WHAT YOU NEED TO DO:
Whenever a line of the entries below holds the string "host", copy that line and return it.

**** DATA

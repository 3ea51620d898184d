//! Route definitions for the `/facilities` resource.

use axum::routing::get;
use axum::Router;

use crate::handlers::facility;
use crate::state::AppState;

/// Routes mounted at `/facilities`.
///
/// ```text
/// GET    /       -> list
/// POST   /       -> create
/// GET    /{id}   -> get_by_id
/// PUT    /{id}   -> update
/// PATCH  /{id}   -> patch
/// DELETE /{id}   -> delete
/// ```
pub fn router() -> Router<AppState> {
    Router::new()
        .route("/", get(facility::list).post(facility::create))
        .route(
            "/{id}",
            get(facility::get_by_id)
                .put(facility::update)
                .patch(facility::patch)
                .delete(facility::delete),
        )
}
use std::net::SocketAddr;
use std::sync::Arc;

use tracing_subscriber::{layer::SubscriberExt, util::SubscriberInitExt};

use zoo_api::config::ServerConfig;
use zoo_api::router::build_app_router;
use zoo_api::state::AppState;

#[tokio::main]
async fn main() {
    dotenvy::dotenv().ok();

    // --- Tracing ---
    tracing_subscriber::registry()
        .with(
            tracing_subscriber::EnvFilter::try_from_default_env()
                .unwrap_or_else(|_| "zoo_api=debug,zoo_db=debug,tower_http=debug".into()),
        )
        .with(tracing_subscriber::fmt::layer())
        .init();

    // --- Configuration ---
    let config = ServerConfig::from_env();
    tracing::info!(host = %config.host, port = %config.port, "Loaded server configuration");

    // --- Database ---
    let database_url = std::env::var("DATABASE_URL").expect("DATABASE_URL must be set");

    let pool = zoo_db::create_pool(&database_url)
        .await
        .expect("Failed to connect to database");
    tracing::info!("Database connection pool created");

    zoo_db::health_check(&pool)
        .await
        .expect("Database health check failed");

    zoo_db::run_migrations(&pool)
        .await
        .expect("Failed to run database migrations");
    tracing::info!("Database migrations applied");

    // --- Router ---
    let state = AppState {
        pool: pool.clone(),
        config: Arc::new(config.clone()),
    };
    let app = build_app_router(state, &config);

    // --- Start server ---
    let addr = SocketAddr::new(
        config.host.parse().expect("Invalid HOST address"),
        config.port,
    );
    tracing::info!(%addr, "Starting server");

    let listener = tokio::net::TcpListener::bind(addr)
        .await
        .expect("Failed to bind to address");

    axum::serve(listener, app)
        .with_graceful_shutdown(shutdown_signal())
        .await
        .expect("Server error");

    pool.close().await;
    tracing::info!("Graceful shutdown complete");
}

/// Wait for SIGINT or, on Unix, SIGTERM.
async fn shutdown_signal() {
    let ctrl_c = async {
        tokio::signal::ctrl_c()
            .await
            .expect("Failed to install Ctrl-C handler");
    };

    #[cfg(unix)]
    let terminate = async {
        tokio::signal::unix::signal(tokio::signal::unix::SignalKind::terminate())
            .expect("Failed to install SIGTERM handler")
            .recv()
            .await;
    };

    #[cfg(not(unix))]
    let terminate = std::future::pending::<()>();

    tokio::select! {
        () = ctrl_c => {
            tracing::info!("Received SIGINT (Ctrl-C), starting graceful shutdown");
        }
        () = terminate => {
            tracing::info!("Received SIGTERM, starting graceful shutdown");
        }
    }
}
//! Repository for the `families` table.

use sqlx::PgPool;
use zoo_core::search::contains_pattern;
use zoo_core::types::DbId;

use crate::models::family::{CreateFamily, Family, UpdateFamily};

/// Column list shared across queries to avoid repetition.
const COLUMNS: &str = "id, name, created_at, updated_at";

/// Provides CRUD operations for families.
pub struct FamilyRepo;

impl FamilyRepo {
    /// Insert a new family, returning the created row.
    pub async fn create(pool: &PgPool, input: &CreateFamily) -> Result<Family, sqlx::Error> {
        let query = format!("INSERT INTO families (name) VALUES ($1) RETURNING {COLUMNS}");
        sqlx::query_as::<_, Family>(&query)
            .bind(&input.name)
            .fetch_one(pool)
            .await
    }

    /// Find a family by its internal ID.
    pub async fn find_by_id(pool: &PgPool, id: DbId) -> Result<Option<Family>, sqlx::Error> {
        let query = format!("SELECT {COLUMNS} FROM families WHERE id = $1");
        sqlx::query_as::<_, Family>(&query)
            .bind(id)
            .fetch_optional(pool)
            .await
    }

    /// Whether a family with the given ID exists.
    pub async fn exists(pool: &PgPool, id: DbId) -> Result<bool, sqlx::Error> {
        let (exists,): (bool,) =
            sqlx::query_as("SELECT EXISTS(SELECT 1 FROM families WHERE id = $1)")
                .bind(id)
                .fetch_one(pool)
                .await?;
        Ok(exists)
    }

    /// List all families ordered by name.
    pub async fn list(pool: &PgPool) -> Result<Vec<Family>, sqlx::Error> {
        let query = format!("SELECT {COLUMNS} FROM families ORDER BY name");
        sqlx::query_as::<_, Family>(&query).fetch_all(pool).await
    }

    /// List families whose name contains `term` (case-insensitive).
    pub async fn search(pool: &PgPool, term: &str) -> Result<Vec<Family>, sqlx::Error> {
        let query = format!("SELECT {COLUMNS} FROM families WHERE name ILIKE $1 ORDER BY name");
        sqlx::query_as::<_, Family>(&query)
            .bind(contains_pattern(term))
            .fetch_all(pool)
            .await
    }

    /// Update a family. Only non-`None` fields are applied.
    ///
    /// Returns `None` if no row with the given `id` exists.
    pub async fn update(
        pool: &PgPool,
        id: DbId,
        input: &UpdateFamily,
    ) -> Result<Option<Family>, sqlx::Error> {
        let query = format!(
            "UPDATE families SET name = COALESCE($2, name) \
             WHERE id = $1 \
             RETURNING {COLUMNS}"
        );
        sqlx::query_as::<_, Family>(&query)
            .bind(id)
            .bind(&input.name)
            .fetch_optional(pool)
            .await
    }

    /// Delete a family by ID.
    ///
    /// Fails with a foreign-key violation while species still reference the
    /// family. Returns `true` if a row was deleted.
    pub async fn delete(pool: &PgPool, id: DbId) -> Result<bool, sqlx::Error> {
        let result = sqlx::query("DELETE FROM families WHERE id = $1")
            .bind(id)
            .execute(pool)
            .await?;
        Ok(result.rows_affected() > 0)
    }

    /// Number of species that belong to the family.
    pub async fn count_species(pool: &PgPool, id: DbId) -> Result<i64, sqlx::Error> {
        let (count,): (i64,) = sqlx::query_as("SELECT COUNT(*) FROM species WHERE family_id = $1")
            .bind(id)
            .fetch_one(pool)
            .await?;
        Ok(count)
    }
}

********

WRITTEN SOLUTION:
    tracing::info!(host = %config.host, port = %config.port, "Loaded server configuration");
        config.host.parse().expect("Invalid HOST address"),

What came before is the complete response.